For us identification with our faith is not at the forefront of our lives unlike some of the early Christians. For people such as Polycarp, Perpetua and the like the identification was completely with their faith. Perpetua's father trying to dissuade her from the course that led to her martyrdom receives the response from Perpetua along the lines of "You see this vase, you cannot call it anything else for that is its being. You cannot call me anything else for that is my very being, a Christian." How many of us are as faithful to our calling. Just as in the age of persecutions in which Perpetua and others lived we to live in an age where we find the Christian faith journey is of little account and declining, however much we try to bolster it. Yet, if we are to be true to our faith calling we need also to live in the hope that is Christ so that we also may be lights to future generations. Our sacrifice may not be as physically painful as Perpetua (after all she was killed in the arena, as part of a birthday celebration), but it still needs to be a making of sacredness in our lives. Our call is an identification with Christ within the community in which we have been set, not for our own contentment, but as a call into the world around us to feed the poor, to encourage the fainthearted and to be present to those around us.
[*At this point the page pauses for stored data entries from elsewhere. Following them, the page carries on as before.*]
//! Event store trait and related types for event sourcing.
//!
//! This module defines the core abstraction for an event store - an append-only
//! log of event streams guarded by optimistic concurrency control.
//!
//! # Design
//!
//! The `EventStore` trait provides exactly what event sourcing needs:
//!
//! - Read a stream together with its current version
//! - Append to a stream only if it is still at the version the caller observed
//! - Read every recorded event in global commit order (projection rebuilds)
//!
//! Compare-and-append is the only serialization point. No lock is held between
//! a read and the append that follows it; a writer that lost the race finds
//! out when its append is rejected.
//!
//! # Implementations
//!
//! - `InMemoryEventStore` (in `composable-es-testing` crate): Fast, deterministic,
//!   conforming implementation used by tests and the demo binary
//!
//! # Example
//!
//! ```no_run
//! use composable_es_core::event_store::{EventStore, EventStoreError};
//! use composable_es_core::stream::{StreamId, Version};
//!
//! async fn example<E: EventStore>(store: &E) -> Result<(), EventStoreError> {
//!     let stream_id = StreamId::new("shopping_cart-123");
//!
//!     // Read events and the version they were read at
//!     let stream = store.load_events(stream_id.clone()).await?;
//!
//!     // Append new events only if nobody else appended in between
//!     let events = vec![/* ... */];
//!     let new_version = store
//!         .append_events(stream_id, stream.version, events)
//!         .await?;
//!
//!     Ok(())
//! }
//! ```

use crate::event::{RecordedEvent, SerializedEvent};
use crate::stream::{StreamId, Version};
use std::future::Future;
use std::pin::Pin;
use thiserror::Error;

/// Errors that can occur during event store operations.
#[derive(Error, Debug, Clone, PartialEq, Eq)]
pub enum EventStoreError {
    /// Optimistic concurrency conflict: expected version doesn't match current version.
    ///
    /// Another writer appended to the stream after the caller read it. Nothing
    /// was appended.
    #[error("Concurrency conflict on {stream_id}: expected version {expected}, found {actual}")]
    ConcurrencyConflict {
        /// The stream ID where the conflict occurred.
        stream_id: StreamId,
        /// The version we expected the stream to be at.
        expected: Version,
        /// The actual current version of the stream.
        actual: Version,
    },

    /// Storage backend error.
    #[error("Database error: {0}")]
    DatabaseError(String),

    /// Serialization/deserialization error.
    #[error("Serialization error: {0}")]
    SerializationError(String),
}

impl EventStoreError {
    /// Whether this error is an optimistic concurrency conflict.
    #[must_use]
    pub const fn is_conflict(&self) -> bool {
        matches!(self, Self::ConcurrencyConflict { .. })
    }
}

/// Events of one stream together with the version they were read at.
///
/// `version` equals `events.len()`; an unknown stream reads as no events at
/// version 0.
#[derive(Clone, Debug, Default, PartialEq, Eq)]
pub struct StreamEvents {
    /// Recorded events, oldest first.
    pub events: Vec<RecordedEvent>,

    /// Stream version observed by this read.
    pub version: Version,
}

impl StreamEvents {
    /// Whether the stream has no events (never appended to).
    #[must_use]
    pub fn is_empty(&self) -> bool {
        self.events.is_empty()
    }
}

/// Event store abstraction for storing and retrieving event streams.
///
/// # Thread Safety
///
/// Implementations must be `Send + Sync` to be safely used in async contexts
/// and shared across threads.
///
/// # Dyn Compatibility
///
/// This trait uses explicit `Pin<Box<dyn Future>>` returns instead of `async fn`
/// to enable trait object usage (`Arc<dyn EventStore>`), which is how command
/// handlers and projection engines hold their store.
pub trait EventStore: Send + Sync {
    /// Append events to a stream with optimistic concurrency control.
    ///
    /// The stream must currently be at `expected_version`. On a match the
    /// events are appended in order, atomically, and the new version
    /// (`expected_version + events.len()`) is returned. The first append to a
    /// new stream uses `Version::INITIAL`, so two concurrent creations of the
    /// same stream cannot both succeed.
    ///
    /// Appending no events still checks the version and returns
    /// `expected_version` unchanged.
    ///
    /// # Errors
    ///
    /// - `ConcurrencyConflict`: Version mismatch; nothing was appended
    /// - `DatabaseError`: Storage backend failed
    /// - `SerializationError`: Failed to encode events
    ///
    /// # Examples
    ///
    /// ```no_run
    /// use composable_es_core::event_store::EventStore;
    /// use composable_es_core::stream::{StreamId, Version};
    ///
    /// async fn append_example<E: EventStore>(store: &E) -> Result<(), Box<dyn std::error::Error>> {
    ///     let stream_id = StreamId::new("shopping_cart-123");
    ///     let events = vec![/* events */];
    ///
    ///     // First append to new stream
    ///     let v1 = store.append_events(stream_id.clone(), Version::INITIAL, events.clone()).await?;
    ///
    ///     // Subsequent append requires correct version
    ///     let v2 = store.append_events(stream_id, v1, events).await?;
    ///
    ///     Ok(())
    /// }
    /// ```
    fn append_events(
        &self,
        stream_id: StreamId,
        expected_version: Version,
        events: Vec<SerializedEvent>,
    ) -> Pin<Box<dyn Future<Output = Result<Version, EventStoreError>> + Send + '_>>;

    /// Load every event of a stream, oldest first, with the stream's version.
    ///
    /// A stream that doesn't exist reads as empty at version 0; callers that
    /// expected it to exist decide whether that is an error.
    ///
    /// # Errors
    ///
    /// - `DatabaseError`: Storage backend failed
    fn load_events(
        &self,
        stream_id: StreamId,
    ) -> Pin<Box<dyn Future<Output = Result<StreamEvents, EventStoreError>> + Send + '_>>;

    /// Load every recorded event across all streams in global commit order,
    /// starting at `from_position` (1-based, inclusive).
    ///
    /// # Errors
    ///
    /// - `DatabaseError`: Storage backend failed
    fn load_all_events(
        &self,
        from_position: u64,
    ) -> Pin<Box<dyn Future<Output = Result<Vec<RecordedEvent>, EventStoreError>> + Send + '_>>;
}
Even as outcasts Hagar and the child are given the hope of God's presence (Gen 21.18-20), even if we believe that we are outcasts we are present to God and given God's hope for the future. It is only when we begin to realise this and live its reality in a world that derides the institution will be when we begin to evangelise and bring the Good News into the hearts and minds around us. We evangelise not for an institution but for a life in Christ.